I’ve outright said I don’t want children and added a fun joke about global warming. My mother’s response was, “Well, if you adopt, they’re already here, so they’re stuck when the Earth melts anyway.”
How do I disengage and discourage this conversation? The constant questioning is making me feel guilty for not giving my parents something they expect from me, and that’s tough because “Mom wanted grandkids” is not a reason to bring a child into the world.
— Letting Mom Down Easy
Letting Mom Down Easy: As wrenching as this will be, please talk to your mom without the jokes — good ones, by the way — and deflections. There’s a time for disengaging and discouraging, and in fact it’ll be that time again as soon as you get the hard conversation out of the way. But for this one time, engage fully and unequivocally in the hard conversation.

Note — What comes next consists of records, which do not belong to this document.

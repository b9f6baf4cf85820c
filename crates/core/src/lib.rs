//! Core business logic for Khata.
//!
//! This crate contains pure business logic with ZERO web or database dependencies.
//! All domain types, aggregation rules, and validation live here.
//!
//! # Modules
//!
//! - `tds` - Tax Deducted at Source payable report
//! - `settings` - Buying settings validation and the defaults store

pub mod settings;
pub mod tds;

Such as: “We’re all hurting, Mom. It’s awful. I can’t make it better for us, though, by having a child. I can’t and I won’t, because I do not want to be a parent. And because our family’s grief and my future are separate things. Please respect my decision, even if you don’t like it or understand it, and stop asking me when I’ll have kids.”
If she pushes back, then you’ll need to say it’s not open to discussion or negotiation. Then kindly/calmly/firmly decline to discuss it again.
I’m sorry you have so much pain to navigate right now.
Re: Grandkids: There are LOTS of kids out there who would really benefit from some grandparent style love. Volunteer at a school, church, homeless shelter, become a Big Brother, Big Sister, help out some overworked neighborhood parents. I know it isn’t the same, but there are kids you don’t have to be responsible for that you can spoil with love. They don’t have to pop out of your kids.
Anonymous: It’s definitely not the same, but it’s also better than badgering one’s child to have children she doesn’t want.
Plus, while in most cases the volunteer interaction will be limited to the short-term, there’s always the possibility of a longer-term connection.
I’m concerned, though, about how to say this inoffensively to a grandchild-desperate person. Or am I linking this too closely in my mind to the radioactive “You can always adopt!”
Re: Volunteering: Don’t present it as if it’s as good as grandkids, but something like, “You have so much to give, I have a friend who has really loved [tutoring, Big Brothers/ etc.].” A lot of folks don’t think they can volunteer at a school if they don’t have kids there, for example.
Not AS Radioactive: Sounds fair, thanks.